Problem description: Output exactly the lines from the one with "of the feed." to the close of the records below, first and last included.

Collected data entries
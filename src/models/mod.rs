//! Data models
//!
//! Proposals as read from the two sources, and the entries of the feed.

pub mod feed;
pub mod proposal;

// Re-export commonly used types
pub use feed::*;
pub use proposal::*;
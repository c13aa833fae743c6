//! GitLab REST payloads
//!
//! Only the fields the feed needs are decoded; everything else is ignored.

use chrono::{DateTime, Utc};
use serde::Deserialize;

#[derive(Debug, Clone, Deserialize)]
pub struct Author {
    pub username: String,
}

/// Item of `GET /projects/:id/merge_requests`
#[derive(Debug, Clone, Deserialize)]
pub struct MergeRequest {
    pub id: u64,
    pub iid: u64,
    pub title: String,
    pub web_url: String,
    pub author: Author,
    pub created_at: DateTime<Utc>,
}

/// One entry of `changes` in `GET /projects/:id/merge_requests/:iid/changes`
#[derive(Debug, Clone, Deserialize)]
pub struct FileChange {
    pub new_path: String,
    #[serde(default)]
    pub new_file: bool,
}

#[derive(Debug, Clone, Deserialize)]
pub struct MergeRequestChanges {
    #[serde(default)]
    pub changes: Vec<FileChange>,
}

impl MergeRequestChanges {
    /// Paths of files the merge request adds, in response order
    pub fn new_files(self) -> Vec<String> {
        self.changes
            .into_iter()
            .filter(|c| c.new_file)
            .map(|c| c.new_path)
            .collect()
    }
}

Your solution:
//! Proposals as read from the two sources, and the entries of the feed.

pub mod feed;
pub mod proposal;

// Re-export commonly used types
pub use feed::*;
pub use proposal::*;
repository c13aa833fae743c6
//! GitLab REST payloads
//!
//! Only the fields the feed needs are decoded; everything else is ignored.

use chrono::{DateTime, Utc};
use serde::Deserialize;

#[derive(Debug, Clone, Deserialize)]
pub struct Author {
    pub username: String,
}

/// Item of `GET /projects/:id/merge_requests`
#[derive(Debug, Clone, Deserialize)]
pub struct MergeRequest {
    pub id: u64,
    pub iid: u64,
    pub title: String,
    pub web_url: String,
    pub author: Author,
    pub created_at: DateTime<Utc>,
}

/// One entry of `changes` in `GET /projects/:id/merge_requests/:iid/changes`
#[derive(Debug, Clone, Deserialize)]
pub struct FileChange {
    pub new_path: String,
    #[serde(default)]
    pub new_file: bool,
}

#[derive(Debug, Clone, Deserialize)]
pub struct MergeRequestChanges {
    #[serde(default)]
    pub changes: Vec<FileChange>,
}

impl MergeRequestChanges {
    /// Paths of files the merge request adds, in response order
    pub fn new_files(self) -> Vec<String> {
        self.changes
            .into_iter()
            .filter(|c| c.new_file)
            .map(|c| c.new_path)
            .collect()
    }
}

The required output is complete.